*** Data in this exercise Section Begins ***

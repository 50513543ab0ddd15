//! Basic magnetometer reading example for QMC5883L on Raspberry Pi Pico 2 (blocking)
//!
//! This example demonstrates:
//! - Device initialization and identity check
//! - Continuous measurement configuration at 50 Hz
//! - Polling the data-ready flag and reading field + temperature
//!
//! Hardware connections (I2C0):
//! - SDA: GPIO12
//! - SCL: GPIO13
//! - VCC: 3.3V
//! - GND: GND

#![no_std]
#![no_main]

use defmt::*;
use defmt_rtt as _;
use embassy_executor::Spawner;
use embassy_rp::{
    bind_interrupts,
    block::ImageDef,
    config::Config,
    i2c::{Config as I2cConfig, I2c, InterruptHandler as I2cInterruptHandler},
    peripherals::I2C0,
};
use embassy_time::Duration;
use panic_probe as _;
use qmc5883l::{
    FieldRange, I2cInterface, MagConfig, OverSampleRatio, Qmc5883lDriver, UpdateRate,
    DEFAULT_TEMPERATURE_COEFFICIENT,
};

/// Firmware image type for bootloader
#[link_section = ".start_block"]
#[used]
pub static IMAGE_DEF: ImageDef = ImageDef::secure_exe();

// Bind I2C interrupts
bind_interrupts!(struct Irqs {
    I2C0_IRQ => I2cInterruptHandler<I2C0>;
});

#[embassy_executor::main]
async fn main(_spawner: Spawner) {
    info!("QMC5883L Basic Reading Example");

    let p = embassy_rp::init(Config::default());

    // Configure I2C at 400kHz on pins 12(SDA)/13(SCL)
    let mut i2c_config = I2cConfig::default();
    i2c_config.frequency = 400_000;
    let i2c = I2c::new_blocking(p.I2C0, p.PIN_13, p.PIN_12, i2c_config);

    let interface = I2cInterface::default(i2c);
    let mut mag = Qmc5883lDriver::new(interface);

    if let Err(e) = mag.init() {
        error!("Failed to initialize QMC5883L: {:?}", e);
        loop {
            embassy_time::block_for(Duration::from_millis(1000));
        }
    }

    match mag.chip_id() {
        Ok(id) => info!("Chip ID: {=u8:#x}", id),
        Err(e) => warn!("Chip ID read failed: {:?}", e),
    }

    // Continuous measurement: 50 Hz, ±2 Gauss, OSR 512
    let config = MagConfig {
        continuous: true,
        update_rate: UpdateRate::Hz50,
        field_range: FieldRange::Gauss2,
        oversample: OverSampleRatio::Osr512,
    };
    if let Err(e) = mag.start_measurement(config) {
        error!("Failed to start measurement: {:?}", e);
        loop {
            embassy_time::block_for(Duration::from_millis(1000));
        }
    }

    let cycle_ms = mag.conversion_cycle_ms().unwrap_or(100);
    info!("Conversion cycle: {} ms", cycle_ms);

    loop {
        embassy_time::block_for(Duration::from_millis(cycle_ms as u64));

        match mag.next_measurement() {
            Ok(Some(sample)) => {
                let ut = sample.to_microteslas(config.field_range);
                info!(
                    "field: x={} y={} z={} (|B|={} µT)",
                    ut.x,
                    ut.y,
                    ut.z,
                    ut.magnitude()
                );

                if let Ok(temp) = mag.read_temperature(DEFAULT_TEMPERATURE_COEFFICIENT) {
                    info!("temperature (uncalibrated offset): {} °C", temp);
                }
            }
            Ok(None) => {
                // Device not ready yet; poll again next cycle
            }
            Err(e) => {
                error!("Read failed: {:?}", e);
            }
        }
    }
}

*** Data in this exercise Section Ends ***
*** Data in this exercise Section Begins ***

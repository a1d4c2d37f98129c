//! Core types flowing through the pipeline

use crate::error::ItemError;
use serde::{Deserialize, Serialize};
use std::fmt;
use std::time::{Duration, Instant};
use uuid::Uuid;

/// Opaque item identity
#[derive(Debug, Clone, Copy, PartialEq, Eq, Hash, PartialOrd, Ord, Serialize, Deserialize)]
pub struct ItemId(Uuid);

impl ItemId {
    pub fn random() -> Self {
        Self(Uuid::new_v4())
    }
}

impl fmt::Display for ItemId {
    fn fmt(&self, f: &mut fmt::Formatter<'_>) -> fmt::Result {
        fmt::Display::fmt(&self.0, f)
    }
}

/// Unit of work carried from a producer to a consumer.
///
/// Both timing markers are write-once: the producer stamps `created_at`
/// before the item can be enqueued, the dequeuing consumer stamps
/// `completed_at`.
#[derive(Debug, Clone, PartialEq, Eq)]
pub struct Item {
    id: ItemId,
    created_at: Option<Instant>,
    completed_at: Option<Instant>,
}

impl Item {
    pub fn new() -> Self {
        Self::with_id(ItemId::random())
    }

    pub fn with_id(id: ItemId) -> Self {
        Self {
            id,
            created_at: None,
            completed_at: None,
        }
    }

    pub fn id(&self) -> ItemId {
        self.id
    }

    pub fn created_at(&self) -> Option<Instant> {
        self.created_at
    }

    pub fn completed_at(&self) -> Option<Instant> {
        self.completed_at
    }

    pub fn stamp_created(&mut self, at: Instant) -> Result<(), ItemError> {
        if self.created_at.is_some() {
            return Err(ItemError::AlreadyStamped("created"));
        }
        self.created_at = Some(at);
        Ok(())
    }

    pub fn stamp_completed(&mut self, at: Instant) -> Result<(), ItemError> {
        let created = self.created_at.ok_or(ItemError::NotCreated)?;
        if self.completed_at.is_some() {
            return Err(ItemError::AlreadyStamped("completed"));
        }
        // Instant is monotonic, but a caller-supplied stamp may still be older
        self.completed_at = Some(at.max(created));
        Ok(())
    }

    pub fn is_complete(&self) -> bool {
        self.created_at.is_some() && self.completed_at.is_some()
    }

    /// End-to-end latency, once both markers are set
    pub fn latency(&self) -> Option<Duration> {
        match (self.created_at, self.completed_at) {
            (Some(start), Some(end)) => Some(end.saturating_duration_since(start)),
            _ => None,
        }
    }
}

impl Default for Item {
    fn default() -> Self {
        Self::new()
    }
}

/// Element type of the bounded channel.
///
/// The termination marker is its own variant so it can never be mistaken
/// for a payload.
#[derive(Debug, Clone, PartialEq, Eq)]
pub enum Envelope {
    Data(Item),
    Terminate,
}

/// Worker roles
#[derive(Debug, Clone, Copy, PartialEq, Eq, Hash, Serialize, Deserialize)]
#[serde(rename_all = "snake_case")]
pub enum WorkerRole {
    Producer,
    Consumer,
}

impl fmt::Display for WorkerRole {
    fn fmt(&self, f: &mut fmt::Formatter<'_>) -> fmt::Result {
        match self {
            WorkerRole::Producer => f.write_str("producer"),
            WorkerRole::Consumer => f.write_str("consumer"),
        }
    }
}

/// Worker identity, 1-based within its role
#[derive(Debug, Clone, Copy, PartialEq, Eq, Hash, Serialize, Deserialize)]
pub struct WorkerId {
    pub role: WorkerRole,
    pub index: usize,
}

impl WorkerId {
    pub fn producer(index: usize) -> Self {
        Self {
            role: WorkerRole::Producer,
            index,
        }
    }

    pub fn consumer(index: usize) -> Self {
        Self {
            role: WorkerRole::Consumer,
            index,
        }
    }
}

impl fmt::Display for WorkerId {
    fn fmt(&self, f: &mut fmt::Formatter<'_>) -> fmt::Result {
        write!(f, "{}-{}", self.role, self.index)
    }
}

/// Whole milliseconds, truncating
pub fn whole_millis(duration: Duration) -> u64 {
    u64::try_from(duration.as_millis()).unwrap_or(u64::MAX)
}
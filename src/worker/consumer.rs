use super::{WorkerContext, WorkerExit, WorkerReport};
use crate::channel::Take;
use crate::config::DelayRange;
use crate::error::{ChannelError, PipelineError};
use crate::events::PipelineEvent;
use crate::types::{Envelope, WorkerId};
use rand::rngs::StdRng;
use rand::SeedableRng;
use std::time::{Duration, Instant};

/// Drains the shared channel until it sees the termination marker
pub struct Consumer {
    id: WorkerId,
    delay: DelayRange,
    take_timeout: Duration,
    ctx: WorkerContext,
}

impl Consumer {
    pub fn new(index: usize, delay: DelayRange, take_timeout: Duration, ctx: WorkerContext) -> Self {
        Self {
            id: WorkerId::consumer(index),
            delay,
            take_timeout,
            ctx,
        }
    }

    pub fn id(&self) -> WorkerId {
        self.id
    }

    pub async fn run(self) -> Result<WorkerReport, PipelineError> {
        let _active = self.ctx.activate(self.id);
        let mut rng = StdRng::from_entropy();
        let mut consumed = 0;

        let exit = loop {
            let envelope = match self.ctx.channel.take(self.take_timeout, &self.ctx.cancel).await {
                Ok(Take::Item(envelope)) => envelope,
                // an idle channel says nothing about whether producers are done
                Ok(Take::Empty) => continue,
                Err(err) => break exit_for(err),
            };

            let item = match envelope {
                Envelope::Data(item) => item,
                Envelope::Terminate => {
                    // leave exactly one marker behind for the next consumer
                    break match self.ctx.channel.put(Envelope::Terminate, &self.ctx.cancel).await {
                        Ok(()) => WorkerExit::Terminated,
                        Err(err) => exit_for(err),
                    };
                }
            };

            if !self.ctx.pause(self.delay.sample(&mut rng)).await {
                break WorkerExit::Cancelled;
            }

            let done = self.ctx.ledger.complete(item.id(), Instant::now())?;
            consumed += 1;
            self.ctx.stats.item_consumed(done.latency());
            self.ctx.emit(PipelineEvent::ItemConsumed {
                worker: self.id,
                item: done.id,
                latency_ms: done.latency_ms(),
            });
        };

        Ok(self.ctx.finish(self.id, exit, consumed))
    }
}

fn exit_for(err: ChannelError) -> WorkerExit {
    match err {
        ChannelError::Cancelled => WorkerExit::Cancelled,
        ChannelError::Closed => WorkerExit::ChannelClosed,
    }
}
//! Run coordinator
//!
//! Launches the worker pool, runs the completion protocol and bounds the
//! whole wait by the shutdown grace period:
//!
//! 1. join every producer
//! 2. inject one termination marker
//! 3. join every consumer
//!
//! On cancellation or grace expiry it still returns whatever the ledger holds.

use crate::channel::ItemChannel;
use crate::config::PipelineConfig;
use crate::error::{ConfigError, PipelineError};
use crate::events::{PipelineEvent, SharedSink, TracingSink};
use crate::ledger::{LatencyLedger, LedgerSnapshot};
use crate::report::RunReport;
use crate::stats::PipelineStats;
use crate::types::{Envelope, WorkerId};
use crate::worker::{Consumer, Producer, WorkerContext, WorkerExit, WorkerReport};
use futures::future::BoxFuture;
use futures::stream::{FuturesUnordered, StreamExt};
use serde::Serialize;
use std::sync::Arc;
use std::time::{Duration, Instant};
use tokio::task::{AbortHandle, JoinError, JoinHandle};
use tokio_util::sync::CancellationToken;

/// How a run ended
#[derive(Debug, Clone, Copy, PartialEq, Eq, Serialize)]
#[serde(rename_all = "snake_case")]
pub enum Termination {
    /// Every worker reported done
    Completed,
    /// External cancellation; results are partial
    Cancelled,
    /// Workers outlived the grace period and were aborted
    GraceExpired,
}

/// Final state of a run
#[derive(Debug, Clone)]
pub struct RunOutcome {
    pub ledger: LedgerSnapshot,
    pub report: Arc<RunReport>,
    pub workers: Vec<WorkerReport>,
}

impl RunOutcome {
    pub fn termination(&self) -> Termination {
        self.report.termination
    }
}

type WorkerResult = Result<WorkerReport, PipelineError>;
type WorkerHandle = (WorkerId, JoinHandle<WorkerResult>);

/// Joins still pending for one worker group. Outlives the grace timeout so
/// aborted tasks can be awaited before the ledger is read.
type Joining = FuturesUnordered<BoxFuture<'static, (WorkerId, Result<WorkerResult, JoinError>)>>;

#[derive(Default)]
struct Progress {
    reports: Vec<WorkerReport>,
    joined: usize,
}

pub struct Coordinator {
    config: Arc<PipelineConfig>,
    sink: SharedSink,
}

*** Data in this exercise Section Ends ***

**Work item**:
Your answer should consist of all lines above that include the string "StdRng".

**Answer for this exercise**:
use rand::rngs::StdRng;
        let mut rng = StdRng::from_entropy();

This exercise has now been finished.